TASK PROMPT
Look through the data below, and copy each line that carries the word "copied".

DATA FOR THIS EXERCISE
________________

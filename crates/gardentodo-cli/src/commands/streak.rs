use clap::Args;
use gardentodo_core::{DateKey, StreakCalculator};

use super::{day_or_today, open_store};

#[derive(Args)]
pub struct StreakArgs {
    /// Count as if this were today (YYYY-MM-DD)
    #[arg(long)]
    today: Option<DateKey>,
    /// Output JSON
    #[arg(long)]
    json: bool,
}

pub fn run(args: StreakArgs) -> Result<(), Box<dyn std::error::Error>> {
    let (store, config) = open_store()?;
    let today = day_or_today(args.today);
    let summary = StreakCalculator::with_config(&config.streak).summarize(store.store(), today);

    if args.json {
        println!("{}", serde_json::to_string_pretty(&summary)?);
    } else {
        let unit = if summary.current == 1 { "day" } else { "days" };
        println!("🔥 {} {unit}", summary.current);
        println!("Longest: {}", summary.longest);
        if summary.current > 0 && !summary.today_counted {
            println!("Finish a task today to keep it going.");
        }
    }
    Ok(())
}
//! Per-day task buckets and the owned store that persists them.
//!
//! The whole [`Store`] is serialized as one JSON object under one key:
//!
//! ```text
//! { "2024-02-05": [ { "id": 1707120000000, "text": "Stretch", "completed": true } ] }
//! ```
//!
//! Every mutation rewrites the full blob. Reading is fail-soft: a missing,
//! corrupt or partially corrupt blob yields whatever could be salvaged, never
//! an error.

use std::collections::BTreeMap;

use chrono::Utc;
use serde::{Deserialize, Serialize};
use tracing::{debug, warn};

use super::{Config, KeyValueStore};
use crate::date_key::DateKey;
use crate::error::Result;
use crate::events::Event;
use crate::progress::{compute_progress, ProgressTracker};
use crate::task::{next_id, Task, TaskId};

/// Mapping from day to its ordered tasks.
///
/// A day that was never written is absent. A day whose tasks were all removed
/// keeps an empty bucket; both read as "no tasks".
///
/// Serializes as the storage blob. Reading goes through [`Store::parse`] only.
#[derive(Debug, Clone, Default, PartialEq, Eq, Serialize)]
#[serde(transparent)]
pub struct Store {
    days: BTreeMap<DateKey, Vec<Task>>,
}

/// Task record as found in storage. Anything may be missing.
#[derive(Debug, Deserialize)]
struct StoredTask {
    #[serde(default)]
    id: Option<serde_json::Value>,
    #[serde(default)]
    text: String,
    #[serde(default)]
    completed: bool,
}

impl StoredTask {
    fn stored_id(&self) -> Option<TaskId> {
        let value = self.id.as_ref()?;
        if let Some(id) = value.as_i64() {
            return Some(TaskId(id));
        }
        // Older writers may have produced 1.7e12-style numbers.
        value
            .as_f64()
            .filter(|f| f.fract() == 0.0 && f.abs() < i64::MAX as f64)
            .map(|f| TaskId(f as i64))
    }
}

impl Store {
    pub fn new() -> Self {
        Self::default()
    }

    /// Read the store kept under `key`; empty on any failure.
    pub fn load<B: KeyValueStore + ?Sized>(backend: &B, key: &str) -> Self {
        match backend.get(key) {
            Ok(Some(raw)) => Self::parse(&raw),
            Ok(None) => {
                debug!(key, "no stored tasks yet");
                Self::default()
            }
            Err(e) => {
                warn!(key, error = %e, "failed to read stored tasks; starting empty");
                Self::default()
            }
        }
    }

    /// Parse a serialized blob, salvaging what it can.
    ///
    /// Legacy unpadded keys are normalized and merged with their canonical
    /// twin. Tasks without a usable id, or whose id repeats within the bucket,
    /// get a fresh one.
    pub fn parse(raw: &str) -> Self {
        let root: BTreeMap<String, serde_json::Value> = match serde_json::from_str(raw) {
            Ok(root) => root,
            Err(e) => {
                warn!(error = %e, "stored task blob is not a JSON object; starting empty");
                return Self::default();
            }
        };

        let mut store = Self::default();
        for (raw_key, value) in root {
            let day = match raw_key.parse::<DateKey>() {
                Ok(day) => day,
                Err(_) => {
                    warn!(key = %raw_key, "skipping bucket with unrecognized date key");
                    continue;
                }
            };
            let serde_json::Value::Array(items) = value else {
                warn!(%day, "skipping bucket that is not a list");
                continue;
            };

            let bucket = store.days.entry(day).or_default();
            for item in items {
                let stored: StoredTask = match serde_json::from_value(item) {
                    Ok(stored) => stored,
                    Err(e) => {
                        warn!(%day, error = %e, "skipping unreadable task record");
                        continue;
                    }
                };
                if stored.text.trim().is_empty() {
                    warn!(%day, "skipping task record with blank text");
                    continue;
                }
                let id = match stored.stored_id() {
                    Some(id) if !bucket.iter().any(|t| t.id == id) => id,
                    previous => {
                        let fresh = next_id(bucket);
                        debug!(%day, ?previous, %fresh, "patched task id");
                        fresh
                    }
                };
                bucket.push(Task {
                    id,
                    text: stored.text,
                    completed: stored.completed,
                });
            }
        }
        store
    }

    /// Serialize to the storage blob.
    pub fn to_json(&self) -> Result<String> {
        Ok(serde_json::to_string(self)?)
    }

    /// Tasks for `day` in insertion order; empty if the day is absent.
    pub fn tasks_for(&self, day: &DateKey) -> &[Task] {
        self.days.get(day).map(Vec::as_slice).unwrap_or(&[])
    }

    /// Whether a bucket exists for `day`, even an empty one.
    pub fn contains_day(&self, day: &DateKey) -> bool {
        self.days.contains_key(day)
    }

    /// Days in chronological order with their tasks.
    pub fn days(&self) -> impl Iterator<Item = (&DateKey, &[Task])> {
        self.days.iter().map(|(day, tasks)| (day, tasks.as_slice()))
    }

    pub fn earliest_day(&self) -> Option<DateKey> {
        self.days.keys().next().copied()
    }

    pub fn latest_day(&self) -> Option<DateKey> {
        self.days.keys().next_back().copied()
    }

    /// Number of day buckets, including empty ones.
    pub fn len(&self) -> usize {
        self.days.len()
    }

    pub fn is_empty(&self) -> bool {
        self.days.is_empty()
    }

    fn bucket_mut(&mut self, day: &DateKey) -> Option<&mut Vec<Task>> {
        self.days.get_mut(day)
    }

    fn bucket_or_create(&mut self, day: DateKey) -> &mut Vec<Task> {
        self.days.entry(day).or_default()
    }
}

impl FromIterator<(DateKey, Vec<Task>)> for Store {
    fn from_iter<I: IntoIterator<Item = (DateKey, Vec<Task>)>>(iter: I) -> Self {
        Self {
            days: iter.into_iter().collect(),
        }
    }
}

/// Owned task store bound to one storage backend.
///
/// Loaded once on open; every successful mutation rewrites the whole blob.
/// Mutations queue [`Event`]s that presenters collect with
/// [`TaskStore::drain_events`].
pub struct TaskStore<B: KeyValueStore> {
    backend: B,
    key: String,
    store: Store,
    tracker: ProgressTracker,
    celebrate: bool,
    events: Vec<Event>,
}

impl<B: KeyValueStore> TaskStore<B> {
    /// Load the store using the key and celebration settings from `config`.
    pub fn open(backend: B, config: &Config) -> Self {
        let mut store = Self::with_key(backend, config.storage.key.clone());
        store.celebrate = config.progress.celebrate;
        store
    }

    /// Load the store kept under `key`.
    pub fn with_key(backend: B, key: impl Into<String>) -> Self {
        let key = key.into();
        let store = Store::load(&backend, &key);
        debug!(key = %key, days = store.len(), "loaded task store");
        Self {
            backend,
            key,
            store,
            tracker: ProgressTracker::new(),
            celebrate: true,
            events: Vec::new(),
        }
    }

    pub fn store(&self) -> &Store {
        &self.store
    }

    pub fn backend(&self) -> &B {
        &self.backend
    }

    pub fn into_backend(self) -> B {
        self.backend
    }

    pub fn get_tasks_for(&self, day: &DateKey) -> &[Task] {
        self.store.tasks_for(day)
    }

    /// Append a task to `day`. Blank text is rejected with `Ok(None)` and
    /// nothing is written.
    #[tracing::instrument(skip(self), fields(key = %self.key))]
    pub fn add_task(&mut self, day: DateKey, text: &str) -> Result<Option<Task>> {
        let text = text.trim();
        if text.is_empty() {
            debug!("rejected blank task text");
            return Ok(None);
        }
        self.baseline(day);

        let bucket = self.store.bucket_or_create(day);
        let task = Task::new(text, bucket);
        bucket.push(task.clone());
        self.persist()?;

        debug!(id = %task.id, "added task");
        self.events.push(Event::TaskAdded {
            day,
            task: task.clone(),
            at: Utc::now(),
        });
        self.observe(day);
        Ok(Some(task))
    }

    /// Replace the task in `day` whose id matches `task.id`.
    ///
    /// Returns `Ok(false)` without writing when the day or id is unknown, or
    /// when the new text is blank.
    #[tracing::instrument(skip(self), fields(key = %self.key))]
    pub fn update_task(&mut self, day: DateKey, mut task: Task) -> Result<bool> {
        task.text = task.text.trim().to_string();
        if task.text.is_empty() {
            debug!("rejected blank task text");
            return Ok(false);
        }
        self.baseline(day);

        let Some(slot) = self
            .store
            .bucket_mut(&day)
            .and_then(|bucket| bucket.iter_mut().find(|t| t.id == task.id))
        else {
            return Ok(false);
        };
        *slot = task.clone();
        self.persist()?;

        debug!(id = %task.id, "updated task");
        self.events.push(Event::TaskUpdated {
            day,
            task,
            at: Utc::now(),
        });
        self.observe(day);
        Ok(true)
    }

    /// Flip the completion state of the task currently stored under `id`.
    pub fn toggle_task(&mut self, day: DateKey, id: TaskId) -> Result<Option<Task>> {
        let Some(current) = self.store.tasks_for(&day).iter().find(|t| t.id == id) else {
            return Ok(None);
        };
        let completed = !current.completed;
        self.set_completed(day, id, completed)
    }

    /// Set the completion state of the task stored under `id`.
    #[tracing::instrument(skip(self), fields(key = %self.key))]
    pub fn set_completed(
        &mut self,
        day: DateKey,
        id: TaskId,
        completed: bool,
    ) -> Result<Option<Task>> {
        self.baseline(day);

        let Some(slot) = self
            .store
            .bucket_mut(&day)
            .and_then(|bucket| bucket.iter_mut().find(|t| t.id == id))
        else {
            return Ok(None);
        };
        if slot.completed == completed {
            return Ok(Some(slot.clone()));
        }
        slot.completed = completed;
        let task = slot.clone();
        self.persist()?;

        debug!(%id, completed, "set completion");
        self.events.push(Event::TaskToggled {
            day,
            id,
            completed,
            at: Utc::now(),
        });
        self.observe(day);
        Ok(Some(task))
    }

    /// Remove `id` from `day`.
    ///
    /// Returns whether a task was removed. An absent day is a no-op with no
    /// write; removing an unknown id from an existing day rewrites the same
    /// blob.
    #[tracing::instrument(skip(self), fields(key = %self.key))]
    pub fn remove_task(&mut self, day: DateKey, id: TaskId) -> Result<bool> {
        self.baseline(day);

        let Some(bucket) = self.store.bucket_mut(&day) else {
            return Ok(false);
        };
        let before = bucket.len();
        bucket.retain(|t| t.id != id);
        let removed = bucket.len() != before;
        self.persist()?;

        if removed {
            debug!(%id, "removed task");
            self.events.push(Event::TaskRemoved {
                day,
                id,
                at: Utc::now(),
            });
        }
        self.observe(day);
        Ok(removed)
    }

    /// Take every event queued since the last call.
    pub fn drain_events(&mut self) -> Vec<Event> {
        std::mem::take(&mut self.events)
    }

    fn persist(&mut self) -> Result<()> {
        let blob = self.store.to_json()?;
        self.backend.set(&self.key, &blob)
    }

    fn baseline(&mut self, day: DateKey) {
        if self.tracker.last(&day).is_none() {
            let progress = compute_progress(self.store.tasks_for(&day));
            self.tracker.observe(day, progress);
        }
    }

    fn observe(&mut self, day: DateKey) {
        let progress = compute_progress(self.store.tasks_for(&day));
        if let Some(event) = self.tracker.observe(day, progress) {
            if self.celebrate {
                debug!(%day, "day completed");
                self.events.push(event);
            }
        }
    }
}
//! Per-calendar-day identifiers.
//!
//! A [`DateKey`] names one day on the *local* calendar. It is derived from a
//! wall-clock instant by dropping the time of day, so every instant between
//! local midnight and the next midnight maps to the same key.
//!
//! The text form is always zero-padded `YYYY-MM-DD`. Older data used the
//! unpadded `YYYY-M-D` form; [`DateKey::from_str`] still accepts it so those
//! keys can be normalized on load.

use std::fmt;
use std::str::FromStr;

use chrono::{DateTime, Datelike, Local, NaiveDate, TimeZone, Weekday};
use serde::{Deserialize, Deserializer, Serialize, Serializer};

use crate::error::ValidationError;

/// Identifier for one local calendar day.
#[derive(Debug, Clone, Copy, PartialEq, Eq, PartialOrd, Ord, Hash)]
pub struct DateKey(NaiveDate);

impl DateKey {
    /// Key for the calendar date of `instant` in its own timezone.
    pub fn for_instant<Tz: TimeZone>(instant: &DateTime<Tz>) -> Self {
        Self(instant.date_naive())
    }

    /// Key for the current local day.
    pub fn today() -> Self {
        Self::for_instant(&Local::now())
    }

    pub fn from_ymd(year: i32, month: u32, day: u32) -> Option<Self> {
        NaiveDate::from_ymd_opt(year, month, day).map(Self)
    }

    pub fn from_date(date: NaiveDate) -> Self {
        Self(date)
    }

    pub fn date(&self) -> NaiveDate {
        self.0
    }

    pub fn year(&self) -> i32 {
        self.0.year()
    }

    /// Month, 1-indexed.
    pub fn month(&self) -> u32 {
        self.0.month()
    }

    pub fn day(&self) -> u32 {
        self.0.day()
    }

    pub fn weekday(&self) -> Weekday {
        self.0.weekday()
    }

    /// The previous calendar day, or `None` at chrono's minimum date.
    pub fn pred(&self) -> Option<Self> {
        self.0.pred_opt().map(Self)
    }

    /// The next calendar day, or `None` at chrono's maximum date.
    pub fn succ(&self) -> Option<Self> {
        self.0.succ_opt().map(Self)
    }
}

impl fmt::Display for DateKey {
    fn fmt(&self, f: &mut fmt::Formatter<'_>) -> fmt::Result {
        write!(
            f,
            "{:04}-{:02}-{:02}",
            self.0.year(),
            self.0.month(),
            self.0.day()
        )
    }
}

impl FromStr for DateKey {
    type Err = ValidationError;

    /// Accepts `YYYY-MM-DD` and the legacy unpadded `YYYY-M-D`.
    fn from_str(s: &str) -> Result<Self, Self::Err> {
        let invalid = || ValidationError::InvalidDate(s.to_string());
        let mut parts = s.trim().splitn(3, '-');
        let (Some(y), Some(m), Some(d)) = (parts.next(), parts.next(), parts.next()) else {
            return Err(invalid());
        };
        let all_digits = |p: &str| !p.is_empty() && p.len() <= 4 && p.bytes().all(|b| b.is_ascii_digit());
        if !all_digits(y) || !all_digits(m) || !all_digits(d) || m.len() > 2 || d.len() > 2 {
            return Err(invalid());
        }
        let year: i32 = y.parse().map_err(|_| invalid())?;
        let month: u32 = m.parse().map_err(|_| invalid())?;
        let day: u32 = d.parse().map_err(|_| invalid())?;
        Self::from_ymd(year, month, day).ok_or_else(invalid)
    }
}

impl From<NaiveDate> for DateKey {
    fn from(date: NaiveDate) -> Self {
        Self(date)
    }
}

impl Serialize for DateKey {
    fn serialize<S: Serializer>(&self, serializer: S) -> Result<S::Ok, S::Error> {
        serializer.collect_str(self)
    }
}

impl<'de> Deserialize<'de> for DateKey {
    fn deserialize<D: Deserializer<'de>>(deserializer: D) -> Result<Self, D::Error> {
        let raw = String::deserialize(deserializer)?;
        raw.parse().map_err(serde::de::Error::custom)
    }
}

________________

SOLUTION FOR THIS TASK
        self.days.keys().next().copied()
        self.days.keys().next_back().copied()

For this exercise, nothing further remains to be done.